Section 5. Reacquired Shares. Any shares of Series B Preferred Stock purchased or otherwise acquired by the Corporation in any manner whatsoever shall be retired and cancelled promptly after the acquisition thereof. All such shares shall upon their cancellation become authorized but unissued shares of Preferred Stock and may be reissued as part of a new series of Preferred Stock subject to the conditions and restrictions on issuance set forth herein, in the Amended and Restated Certificate of Incorporation, or in any other Certificate of Designations creating a series of Preferred Stock or any similar stock or as otherwise required by law.

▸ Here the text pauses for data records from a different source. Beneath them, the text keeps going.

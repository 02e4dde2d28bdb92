//! Nullable stores: thread-safe in-memory collaborators.

use merit_store::{ElementStore, LiveWeightStore, StoreError, TransactionStore};
use merit_types::{Digest, Element, ElementKind, HolderKey};
use std::collections::HashMap;
use std::sync::{Mutex, MutexGuard, PoisonError};

fn lock<T>(mutex: &Mutex<T>) -> MutexGuard<'_, T> {
    mutex.lock().unwrap_or_else(PoisonError::into_inner)
}

/// An in-memory consensus-element store with dense per-holder nonces.
#[derive(Default)]
pub struct NullElementStore {
    chains: Mutex<HashMap<HolderKey, Vec<Element>>>,
}

impl NullElementStore {
    pub fn new() -> Self {
        Self::default()
    }

    /// Append an element to a holder's chain at the next free nonce.
    pub fn push(&self, holder: HolderKey, kind: ElementKind) -> Element {
        let mut chains = lock(&self.chains);
        let chain = chains.entry(holder).or_default();
        let element = Element::new(holder, chain.len() as u32, kind);
        chain.push(element.clone());
        element
    }

    /// Append a verification of `hash` and return its nonce.
    pub fn verify(&self, holder: HolderKey, hash: Digest) -> u32 {
        self.push(holder, ElementKind::Verification { hash }).nonce
    }

    /// Insert an element carrying its own nonce, which must be the holder's
    /// next free nonce.
    pub fn insert(&self, element: Element) -> Result<(), StoreError> {
        let mut chains = lock(&self.chains);
        let chain = chains.entry(element.holder).or_default();
        if element.nonce as usize != chain.len() {
            return Err(StoreError::Corruption(format!(
                "holder {} expected nonce {}, got {}",
                element.holder,
                chain.len(),
                element.nonce
            )));
        }
        chain.push(element);
        Ok(())
    }

    /// The highest nonce stored for a holder.
    pub fn tip(&self, holder: &HolderKey) -> Option<u32> {
        lock(&self.chains)
            .get(holder)
            .and_then(|chain| chain.len().checked_sub(1))
            .map(|n| n as u32)
    }

    /// Elements with nonces in `start..=end`, truncated to what is stored.
    pub fn range(&self, holder: &HolderKey, start: u32, end: u32) -> Vec<Element> {
        lock(&self.chains)
            .get(holder)
            .map(|chain| {
                chain
                    .iter()
                    .filter(|e| e.nonce >= start && e.nonce <= end)
                    .cloned()
                    .collect()
            })
            .unwrap_or_default()
    }
}

impl ElementStore for NullElementStore {
    fn element(&self, holder: &HolderKey, nonce: u32) -> Result<Option<Element>, StoreError> {
        Ok(lock(&self.chains)
            .get(holder)
            .and_then(|chain| chain.get(nonce as usize))
            .cloned())
    }
}

/// An in-memory transaction pool that only tracks verification status.
#[derive(Default)]
pub struct NullTransactions {
    verified: Mutex<HashMap<Digest, bool>>,
}

impl NullTransactions {
    pub fn new() -> Self {
        Self::default()
    }

    /// Record a transaction with the given status.
    pub fn add(&self, hash: Digest, verified: bool) {
        lock(&self.verified).insert(hash, verified);
    }

    /// Mark a transaction verified, adding it if unknown.
    pub fn mark_verified(&self, hash: Digest) {
        self.add(hash, true);
    }

    pub fn len(&self) -> usize {
        lock(&self.verified).len()
    }

    pub fn is_empty(&self) -> bool {
        self.len() == 0
    }
}

impl TransactionStore for NullTransactions {
    fn is_verified(&self, hash: &Digest) -> Result<bool, StoreError> {
        Ok(lock(&self.verified).get(hash).copied().unwrap_or(false))
    }
}

/// An in-memory live-weight ledger.
#[derive(Default)]
pub struct NullLiveWeights {
    weights: Mutex<HashMap<HolderKey, u64>>,
}

impl NullLiveWeights {
    pub fn new() -> Self {
        Self::default()
    }

    pub fn set(&self, holder: HolderKey, weight: u64) {
        lock(&self.weights).insert(holder, weight);
    }
}

impl LiveWeightStore for NullLiveWeights {
    fn live_weight(&self, holder: &HolderKey) -> Result<u64, StoreError> {
        Ok(lock(&self.weights).get(holder).copied().unwrap_or(0))
    }
}

#[cfg(test)]
mod tests {
    use super::*;
    use merit_types::{DIGEST_LEN, HOLDER_KEY_LEN};

    fn holder(n: u8) -> HolderKey {
        HolderKey::new([n; HOLDER_KEY_LEN])
    }

    fn tx(n: u8) -> Digest {
        Digest::new([n; DIGEST_LEN])
    }

    #[test]
    fn push_assigns_dense_nonces() {
        let store = NullElementStore::new();
        assert_eq!(store.verify(holder(1), tx(1)), 0);
        assert_eq!(store.verify(holder(1), tx(2)), 1);
        assert_eq!(store.verify(holder(2), tx(1)), 0);
        assert_eq!(store.tip(&holder(1)), Some(1));
        assert_eq!(store.tip(&holder(3)), None);
    }

    #[test]
    fn element_lookup() {
        let store = NullElementStore::new();
        store.verify(holder(1), tx(7));
        let e = store.element(&holder(1), 0).unwrap().unwrap();
        assert_eq!(e.verified_hash(), Some(&tx(7)));
        assert!(store.element(&holder(1), 1).unwrap().is_none());
        assert!(store.element(&holder(9), 0).unwrap().is_none());
    }

    #[test]
    fn insert_rejects_gaps() {
        let store = NullElementStore::new();
        assert!(store
            .insert(Element::verification(holder(1), 1, tx(1)))
            .is_err());
        assert!(store
            .insert(Element::verification(holder(1), 0, tx(1)))
            .is_ok());
    }

    #[test]
    fn range_is_inclusive() {
        let store = NullElementStore::new();
        for n in 0..5 {
            store.verify(holder(1), tx(n));
        }
        let nonces: Vec<u32> = store.range(&holder(1), 1, 3).iter().map(|e| e.nonce).collect();
        assert_eq!(nonces, vec![1, 2, 3]);
    }

    #[test]
    fn unknown_transactions_are_unverified() {
        let txs = NullTransactions::new();
        txs.add(tx(1), false);
        txs.mark_verified(tx(2));
        assert!(!txs.is_verified(&tx(1)).unwrap());
        assert!(txs.is_verified(&tx(2)).unwrap());
        assert!(!txs.is_verified(&tx(3)).unwrap());
        assert_eq!(txs.len(), 2);
    }

    #[test]
    fn missing_weight_is_zero() {
        let weights = NullLiveWeights::new();
        weights.set(holder(1), 42);
        assert_eq!(weights.live_weight(&holder(1)).unwrap(), 42);
        assert_eq!(weights.live_weight(&holder(2)).unwrap(), 0);
    }
}
//! Live merit weight trait.

use crate::StoreError;
use merit_types::HolderKey;

/// Read access to each holder's live weight. Holders without merit weigh 0.
pub trait LiveWeightStore {
    fn live_weight(&self, holder: &HolderKey) -> Result<u64, StoreError>;
}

Section 6. Liquidation, Dissolution or Winding Up. In the event of any voluntary or involuntary liquidation, dissolution or winding up, or any distribution of the assets of the Corporation, there shall be no preference given to holders of the Series B Preferred Stock to the aggregate assets available for distribution. Each holder of Series B Preferred Stock shall be entitled to receive, ratably with each holder of Common Stock and Preferred Stock, that portion of such aggregate assets available for distribution as the number of outstanding Series B Preferred Stock held by such holder bears to the total number of outstanding Common Stock and Preferred Stock.

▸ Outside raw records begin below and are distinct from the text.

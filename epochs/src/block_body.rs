//! Block bodies: the archived element ranges and reward shares of one block.
//!
//! Binary layout (all integers big-endian):
//!
//! ```text
//! u32 record_count
//! record_count × { holder (48) | u32 nonce | merkle (48) }
//! u8  miner_count
//! miner_count  × { key (48) | u8 share }
//! ```
//!
//! The JSON form is `{"records": [{"holder", "nonce", "merkle"}], "miners":
//! [{"miner", "amount"}]}` with upper-case hex for byte fields.

use merit_crypto::{default_miner_key, merkle_root_of_elements};
use merit_types::{Digest, Element, HolderKey, DIGEST_LEN, HOLDER_KEY_LEN};
use serde::{Deserialize, Serialize};
use std::collections::HashSet;

use crate::error::BlockBodyError;

/// Share given to the fallback miner entry of a default body.
pub const DEFAULT_MINER_SHARE: u8 = 100;

const RECORD_LEN: usize = HOLDER_KEY_LEN + 4 + DIGEST_LEN;
const MINER_LEN: usize = HOLDER_KEY_LEN + 1;

/// "`holder`'s elements from its previously recorded nonce through `nonce`,
/// both inclusive, are archived by this block; those elements root to
/// `merkle`." A holder's first record starts at nonce 0.
#[derive(Clone, Debug, PartialEq, Eq, Serialize, Deserialize)]
pub struct BlockBodyRecord {
    pub holder: HolderKey,
    pub nonce: u32,
    pub merkle: Digest,
}

impl BlockBodyRecord {
    pub fn new(holder: HolderKey, nonce: u32, merkle: Digest) -> Self {
        Self {
            holder,
            nonce,
            merkle,
        }
    }

    /// Build a record archiving `elements`, which must be the holder's
    /// elements from its archived tip (0 for a new holder) through `nonce`,
    /// both inclusive, in order.
    pub fn for_elements(holder: HolderKey, nonce: u32, elements: &[Element]) -> Self {
        Self::new(holder, nonce, merkle_root_of_elements(elements))
    }
}

/// One reward-share entry.
#[derive(Clone, Debug, PartialEq, Eq, Serialize, Deserialize)]
pub struct MinerShare {
    #[serde(rename = "miner")]
    pub key: HolderKey,
    #[serde(rename = "amount")]
    pub share: u8,
}

impl MinerShare {
    pub fn new(key: HolderKey, share: u8) -> Self {
        Self { key, share }
    }

    /// `key | share`, as laid out in the binary form.
    pub fn to_bytes(&self) -> Vec<u8> {
        let mut out = Vec::with_capacity(MINER_LEN);
        out.extend_from_slice(self.key.as_bytes());
        out.push(self.share);
        out
    }
}

#[derive(Clone, Debug, PartialEq, Eq, Serialize, Deserialize)]
pub struct BlockBody {
    pub records: Vec<BlockBodyRecord>,
    pub miners: Vec<MinerShare>,
}

/// No records, and the whole reward routed to the fixed fallback key.
impl Default for BlockBody {
    fn default() -> Self {
        Self {
            records: Vec::new(),
            miners: vec![MinerShare::new(default_miner_key(), DEFAULT_MINER_SHARE)],
        }
    }
}

impl BlockBody {
    pub fn new(records: Vec<BlockBodyRecord>, miners: Vec<MinerShare>) -> Self {
        Self { records, miners }
    }

    /// A body with the given records and the default miner entry.
    pub fn with_records(records: Vec<BlockBodyRecord>) -> Self {
        Self {
            records,
            ..Self::default()
        }
    }

    pub fn holders(&self) -> impl Iterator<Item = &HolderKey> {
        self.records.iter().map(|r| &r.holder)
    }

    /// The first holder that has more than one record, if any.
    pub fn find_duplicate_holder(&self) -> Option<HolderKey> {
        let mut seen = HashSet::with_capacity(self.records.len());
        self.holders().find(|h| !seen.insert(**h)).copied()
    }

    /// Each miner entry in its binary form.
    pub fn serialized_miners(&self) -> Vec<Vec<u8>> {
        self.miners.iter().map(MinerShare::to_bytes).collect()
    }

    pub fn to_bytes(&self) -> Result<Vec<u8>, BlockBodyError> {
        let record_count = u32::try_from(self.records.len())
            .map_err(|_| BlockBodyError::TooManyRecords(self.records.len()))?;
        let miner_count = u8::try_from(self.miners.len())
            .map_err(|_| BlockBodyError::TooManyMiners(self.miners.len()))?;

        let mut out =
            Vec::with_capacity(4 + self.records.len() * RECORD_LEN + 1 + self.miners.len() * MINER_LEN);
        out.extend_from_slice(&record_count.to_be_bytes());
        for record in &self.records {
            out.extend_from_slice(record.holder.as_bytes());
            out.extend_from_slice(&record.nonce.to_be_bytes());
            out.extend_from_slice(record.merkle.as_bytes());
        }
        out.push(miner_count);
        for miner in &self.miners {
            out.extend_from_slice(miner.key.as_bytes());
            out.push(miner.share);
        }
        Ok(out)
    }

    /// Decode the binary form. The buffer must hold exactly one body.
    pub fn from_bytes(bytes: &[u8]) -> Result<Self, BlockBodyError> {
        let mut reader = Reader::new(bytes);

        let record_count = u32::from_be_bytes(reader.array("record count")?) as usize;
        // Cap the allocation by what the buffer can actually hold.
        let mut records = Vec::with_capacity(record_count.min(reader.remaining() / RECORD_LEN));
        for _ in 0..record_count {
            let holder = HolderKey::new(reader.array("record holder")?);
            let nonce = u32::from_be_bytes(reader.array("record nonce")?);
            let merkle = Digest::new(reader.array("record merkle")?);
            records.push(BlockBodyRecord::new(holder, nonce, merkle));
        }

        let [miner_count] = reader.array::<1>("miner count")?;
        let mut miners = Vec::with_capacity(miner_count as usize);
        for _ in 0..miner_count {
            let key = HolderKey::new(reader.array("miner key")?);
            let [share] = reader.array::<1>("miner share")?;
            miners.push(MinerShare::new(key, share));
        }

        if reader.remaining() > 0 {
            return Err(BlockBodyError::TrailingBytes(reader.remaining()));
        }
        Ok(Self { records, miners })
    }

    pub fn to_json(&self) -> Result<serde_json::Value, BlockBodyError> {
        Ok(serde_json::to_value(self)?)
    }

    pub fn to_json_string(&self) -> Result<String, BlockBodyError> {
        Ok(serde_json::to_string(self)?)
    }

    pub fn from_json(value: &serde_json::Value) -> Result<Self, BlockBodyError> {
        Ok(Self::deserialize(value)?)
    }

    pub fn from_json_str(s: &str) -> Result<Self, BlockBodyError> {
        Ok(serde_json::from_str(s)?)
    }
}

struct Reader<'a> {
    bytes: &'a [u8],
}

impl<'a> Reader<'a> {
    fn new(bytes: &'a [u8]) -> Self {
        Self { bytes }
    }

    fn remaining(&self) -> usize {
        self.bytes.len()
    }

    fn array<const N: usize>(&mut self, field: &'static str) -> Result<[u8; N], BlockBodyError> {
        if self.bytes.len() < N {
            return Err(BlockBodyError::Truncated {
                field,
                needed: N,
                remaining: self.bytes.len(),
            });
        }
        let (head, tail) = self.bytes.split_at(N);
        self.bytes = tail;
        let mut out = [0u8; N];
        out.copy_from_slice(head);
        Ok(out)
    }
}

Section 7. Consolidation, Merger, etc. In case the Corporation shall enter into any consolidation, merger, combination or other transaction in which the shares of Common Stock are exchanged for or changed into other stock or securities, cash or any other property, then in any such case the shares of Series B Preferred Stock shall at the same time be similarly exchanged or changed in an amount per share (subject to the provision for adjustment hereinafter set forth) equal to one (1) times the aggregate amount of shares, securities, cash or any other property (payable in kind), as the case may be, into which or for which each Common Stock is changed or exchanged. In the event the Corporation shall at any time declare or pay any dividend on the Common Stock payable in shares of Common Stock, or effect a subdivision or combination or consolidation of the outstanding shares of Common Stock (by reclassification or otherwise than by payment of a dividend in shares of Common Stock) into a greater or lesser number of shares of Common Stock, then in each such case the amount set forth in the preceding sentence with respect to the exchange or change of shares of Series B Preferred Stock shall be adjusted by multiplying such amount by a fraction, the numerator of which is the number of shares of Common Stock outstanding immediately after such event and the denominator of which is the number of shares of Common Stock that were outstanding immediately prior to such event.

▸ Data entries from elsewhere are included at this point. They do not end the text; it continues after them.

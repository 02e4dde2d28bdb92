//! Consensus-element lookup trait.

use crate::StoreError;
use merit_types::{Element, HolderKey};

/// Read access to each holder's chain of consensus elements.
///
/// Nonces start at 0 and are dense: a store that returns an element for nonce
/// `n` is expected to hold every nonce below `n` as well.
pub trait ElementStore {
    /// The element a holder created at `nonce`, or `None` if there is none.
    fn element(&self, holder: &HolderKey, nonce: u32) -> Result<Option<Element>, StoreError>;
}
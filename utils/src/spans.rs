//! Pre-built [`tracing::Span`] constructors for the block pipeline.
//!
//! Consistent span names and field sets make traces easy to filter and
//! correlate across the ingest, rotate and score phases.

use tracing::{debug_span, info_span, Span};

/// Span covering the full processing of one block body.
pub fn block_process_span(height: u64, records: usize) -> Span {
    info_span!("block_process", height, records)
}

/// Span covering the scoring of one finalized epoch.
pub fn epoch_score_span(transactions: usize) -> Span {
    debug_span!("epoch_score", transactions)
}
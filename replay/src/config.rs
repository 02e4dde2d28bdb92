//! Replay configuration with TOML file support.

use merit_types::MeritParams;
use merit_utils::LogFormat;
use serde::{Deserialize, Serialize};
use std::path::Path;

use crate::ReplayError;

/// Configuration for a replay run.
///
/// Loaded from a TOML file via [`ReplayConfig::from_toml_file`]; command-line
/// flags and environment variables override individual fields.
#[derive(Clone, Debug, Serialize, Deserialize)]
pub struct ReplayConfig {
    /// Log level filter: "trace", "debug", "info", "warn", "error".
    #[serde(default = "default_log_level")]
    pub log_level: String,

    /// Log format: "human" or "json".
    #[serde(default)]
    pub log_format: LogFormat,

    /// Stop at the first rejected block instead of skipping it.
    #[serde(default)]
    pub fail_fast: bool,

    /// Window and scoring parameters, as a `[params]` table.
    #[serde(default)]
    pub params: MeritParams,
}

fn default_log_level() -> String {
    "info".to_string()
}

impl ReplayConfig {
    pub fn from_toml_file(path: &Path) -> Result<Self, ReplayError> {
        let content = std::fs::read_to_string(path)
            .map_err(|e| ReplayError::Config(format!("{}: {e}", path.display())))?;
        Self::from_toml_str(&content)
    }

    /// Parse and validate configuration from a TOML string.
    pub fn from_toml_str(s: &str) -> Result<Self, ReplayError> {
        let config: Self = toml::from_str(s).map_err(|e| ReplayError::Config(e.to_string()))?;
        config
            .params
            .validate()
            .map_err(|e| ReplayError::Config(e.to_string()))?;
        Ok(config)
    }

    pub fn to_toml_string(&self) -> Result<String, ReplayError> {
        toml::to_string_pretty(self).map_err(|e| ReplayError::Config(e.to_string()))
    }
}

impl Default for ReplayConfig {
    fn default() -> Self {
        Self {
            log_level: default_log_level(),
            log_format: LogFormat::default(),
            fail_fast: false,
            params: MeritParams::default(),
        }
    }
}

Section 8. Redemption. The Series B Preferred Stock shall not be redeemable.
Section 9. Ranking. The Series B Preferred Stock shall rank, with respect to the payment of dividends and the distribution of assets, pari pasu to all series of any other class of the Corporation’s Preferred Stock and Common Stock except if otherwise set forth under the terms of such other series.
Section 10. Amendment. The Articles of Incorporation of the Corporation shall not be amended in any manner which would materially alter or change the powers, preferences or special rights of the Series B Preferred Stock so as to affect them adversely without the affirmative vote of all of the holders of the outstanding shares of Series A Preferred Stock, voting together as a single class.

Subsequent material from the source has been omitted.